Abstract

140 Background: Online cancer patient and caregiver support groups have burgeoned in the recent years; many provide critical emotional support and experiential wisdom to newly diagnosed patients. We outline below our experience engaging patients in clinical trial design working with COLONTOWN, a 5000+ member, online colorectal cancer (CRC) patient and caregiver support and educational community. Effective trial design is a complicated and lengthy process that requires input from multiple sources. Complex trial design can be particularly challenging, where opinions are mixed and a clear path forward may not be visible. Informed patient perspectives from support groups can be invaluable in such situations. Methods: Principal Investigators (PIs) for the oligometastatic CRC ERASure trial and the Janus rectal cancer trial worked with the lead author, a patient who is the Scientific Director of COLONTOWN. An interactive survey strategy was adopted and followed to solicit group feedback. COLONTOWN members (n = 70-120) were enthusiastic to participate and share the logic behind poll choices, and their personal experiences. Poll participation led to additional scientific discussion and improved community engagement around the survey questions. Poll data and highlights of the discussion were collected and passed on to study PIs in a de-identified manner.

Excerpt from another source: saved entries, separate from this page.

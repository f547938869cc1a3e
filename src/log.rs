//! Logging seam
//!
//! The core logs through these macros instead of calling `defmt` directly.
//! With the `defmt` feature they forward to the matching `defmt` macro;
//! without it they expand to nothing, so ISR paths carry no formatting
//! code. Arguments are still borrowed to keep the call sites warning-free.

macro_rules! trace {
    ($fmt:literal $(, $arg:expr)* $(,)?) => {{
        #[cfg(feature = "defmt")]
        defmt::trace!($fmt $(, $arg)*);
        #[cfg(not(feature = "defmt"))]
        {
            $( let _ = &$arg; )*
        }
    }};
}

macro_rules! debug {
    ($fmt:literal $(, $arg:expr)* $(,)?) => {{
        #[cfg(feature = "defmt")]
        defmt::debug!($fmt $(, $arg)*);
        #[cfg(not(feature = "defmt"))]
        {
            $( let _ = &$arg; )*
        }
    }};
}

macro_rules! warn {
    ($fmt:literal $(, $arg:expr)* $(,)?) => {{
        #[cfg(feature = "defmt")]
        defmt::warn!($fmt $(, $arg)*);
        #[cfg(not(feature = "defmt"))]
        {
            $( let _ = &$arg; )*
        }
    }};
}
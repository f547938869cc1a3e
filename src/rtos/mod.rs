//! Cooperative run-to-completion scheduling

mod delay_queue;
mod fifo;
mod scheduler;
mod shared;

pub use delay_queue::{DelayQueue, Entry};
pub use fifo::Fifo;
#[cfg(any(feature = "alloc", not(target_arch = "avr")))]
pub use scheduler::HeapScheduler;
pub use scheduler::{BoundedScheduler, Scheduler};
pub use shared::SharedScheduler;
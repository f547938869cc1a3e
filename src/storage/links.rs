//! Index links shared by the arena and heap lists

pub(super) const NIL: usize = usize::MAX;

pub(super) struct Node<T> {
    value: Option<T>,
    prev: usize,
    next: usize,
}

impl<T> Node<T> {
    pub(super) const VACANT: Self = Node {
        value: None,
        prev: NIL,
        next: NIL,
    };
}

/// Doubly-linked list threaded through a slice of nodes by index.
///
/// Released slots form a singly-linked free list through `next`. The owner
/// decides where fresh slots come from; an index stays put while its
/// element is live, which keeps cursors stable across insertions.
pub(super) struct Links {
    head: usize,
    tail: usize,
    free: usize,
    len: usize,
}

impl Links {
    pub(super) const fn new() -> Self {
        Self {
            head: NIL,
            tail: NIL,
            free: NIL,
            len: 0,
        }
    }

    pub(super) fn len(&self) -> usize {
        self.len
    }

    pub(super) fn has_free(&self) -> bool {
        self.free != NIL
    }

    /// Take a released slot, if there is one.
    pub(super) fn reuse<T>(&mut self, nodes: &[Node<T>]) -> Option<usize> {
        if self.free == NIL {
            return None;
        }
        let idx = self.free;
        self.free = nodes[idx].next;
        Some(idx)
    }

    pub(super) fn occupy<T>(&mut self, nodes: &mut [Node<T>], idx: usize, value: T) {
        let node = &mut nodes[idx];
        node.value = Some(value);
        node.prev = NIL;
        node.next = NIL;
        self.len += 1;
    }

    pub(super) fn link_back<T>(&mut self, nodes: &mut [Node<T>], idx: usize) {
        nodes[idx].prev = self.tail;
        if self.tail == NIL {
            self.head = idx;
        } else {
            nodes[self.tail].next = idx;
        }
        self.tail = idx;
    }

    /// Link `idx` in front of the live node `at`.
    pub(super) fn link_before<T>(&mut self, nodes: &mut [Node<T>], at: usize, idx: usize) {
        let prev = nodes[at].prev;
        nodes[idx].prev = prev;
        nodes[idx].next = at;
        nodes[at].prev = idx;
        if prev == NIL {
            self.head = idx;
        } else {
            nodes[prev].next = idx;
        }
    }

    pub(super) fn unlink_front<T>(&mut self, nodes: &mut [Node<T>]) -> Option<T> {
        let idx = self.head;
        if idx == NIL {
            return None;
        }
        let next = nodes[idx].next;
        self.head = next;
        if next == NIL {
            self.tail = NIL;
        } else {
            nodes[next].prev = NIL;
        }

        let node = &mut nodes[idx];
        let value = node.value.take();
        node.prev = NIL;
        node.next = self.free;
        self.free = idx;
        self.len -= 1;
        value
    }

    pub(super) fn head(&self) -> Option<usize> {
        (self.head != NIL).then_some(self.head)
    }

    pub(super) fn next<T>(nodes: &[Node<T>], at: usize) -> Option<usize> {
        let next = nodes.get(at)?.next;
        (next != NIL && Self::occupied(nodes, at)).then_some(next)
    }

    pub(super) fn occupied<T>(nodes: &[Node<T>], at: usize) -> bool {
        nodes.get(at).map_or(false, |n| n.value.is_some())
    }

    pub(super) fn get<T>(nodes: &[Node<T>], at: usize) -> Option<&T> {
        nodes.get(at)?.value.as_ref()
    }

    pub(super) fn get_mut<T>(nodes: &mut [Node<T>], at: usize) -> Option<&mut T> {
        nodes.get_mut(at)?.value.as_mut()
    }
}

Results: Feedback from COLONTOWN helped PIs gauge patient enthusiasm for trial concepts and provide patient perspective and clarity to controversial questions in study design. This was particularly useful where data to support more than one option was available and the guidance from the NCI Task Force or cooperative group was split. The perspective from COLONTOWN was invaluable and used alongside NCI Task Force and cooperative group feedback to make decisions to move the trial concept forward. Conclusions: Support groups such as COLONTOWN are a versatile, valuable, underutilized and available resource that can be used to tap into patient perspectives during any clinical trial design process. Ideally, when utilized early, structured patient input can provide unique insights to PIs developing clinical trial concepts that could eliminate barriers and shorten the inception part of trial design. Increased awareness and knowledge of trial design support provided by such cancer communities could facilitate the development of patient-friendly trials to promote better accrual.